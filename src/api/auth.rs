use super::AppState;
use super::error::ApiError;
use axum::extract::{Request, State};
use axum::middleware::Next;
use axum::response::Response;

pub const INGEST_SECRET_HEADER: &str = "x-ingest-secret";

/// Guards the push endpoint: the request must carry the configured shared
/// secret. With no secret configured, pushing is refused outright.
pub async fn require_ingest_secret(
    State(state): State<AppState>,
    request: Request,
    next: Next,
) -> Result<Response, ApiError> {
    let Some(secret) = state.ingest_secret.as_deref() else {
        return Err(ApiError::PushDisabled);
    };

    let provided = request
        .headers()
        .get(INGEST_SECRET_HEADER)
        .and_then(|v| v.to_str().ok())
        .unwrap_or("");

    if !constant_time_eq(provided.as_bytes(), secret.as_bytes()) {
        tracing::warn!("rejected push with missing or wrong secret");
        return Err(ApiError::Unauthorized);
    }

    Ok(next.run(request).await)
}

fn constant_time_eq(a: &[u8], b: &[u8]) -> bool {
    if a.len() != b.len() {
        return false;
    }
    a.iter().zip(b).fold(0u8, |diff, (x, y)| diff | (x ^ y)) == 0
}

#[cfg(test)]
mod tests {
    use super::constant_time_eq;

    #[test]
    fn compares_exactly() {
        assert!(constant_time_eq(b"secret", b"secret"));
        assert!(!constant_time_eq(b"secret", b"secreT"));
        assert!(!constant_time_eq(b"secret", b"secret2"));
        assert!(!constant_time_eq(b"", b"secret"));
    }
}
-----
Word for word, return each of the entries.

- **Answer box**
filename src/api/auth.rs
use super::AppState;
use super::error::ApiError;
use axum::extract::{Request, State};
use axum::middleware::Next;
use axum::response::Response;

pub const INGEST_SECRET_HEADER: &str = "x-ingest-secret";

/// Guards the push endpoint: the request must carry the configured shared
/// secret. With no secret configured, pushing is refused outright.
pub async fn require_ingest_secret(
    State(state): State<AppState>,
    request: Request,
    next: Next,
) -> Result<Response, ApiError> {
    let Some(secret) = state.ingest_secret.as_deref() else {
        return Err(ApiError::PushDisabled);
    };

    let provided = request
        .headers()
        .get(INGEST_SECRET_HEADER)
        .and_then(|v| v.to_str().ok())
        .unwrap_or("");

    if !constant_time_eq(provided.as_bytes(), secret.as_bytes()) {
        tracing::warn!("rejected push with missing or wrong secret");
        return Err(ApiError::Unauthorized);
    }

    Ok(next.run(request).await)
}

fn constant_time_eq(a: &[u8], b: &[u8]) -> bool {
    if a.len() != b.len() {
        return false;
    }
    a.iter().zip(b).fold(0u8, |diff, (x, y)| diff | (x ^ y)) == 0
}

#[cfg(test)]
mod tests {
    use super::constant_time_eq;

    #[test]
    fn compares_exactly() {
        assert!(constant_time_eq(b"secret", b"secret"));
        assert!(!constant_time_eq(b"secret", b"secreT"));
        assert!(!constant_time_eq(b"secret", b"secret2"));
        assert!(!constant_time_eq(b"", b"secret"));
    }
}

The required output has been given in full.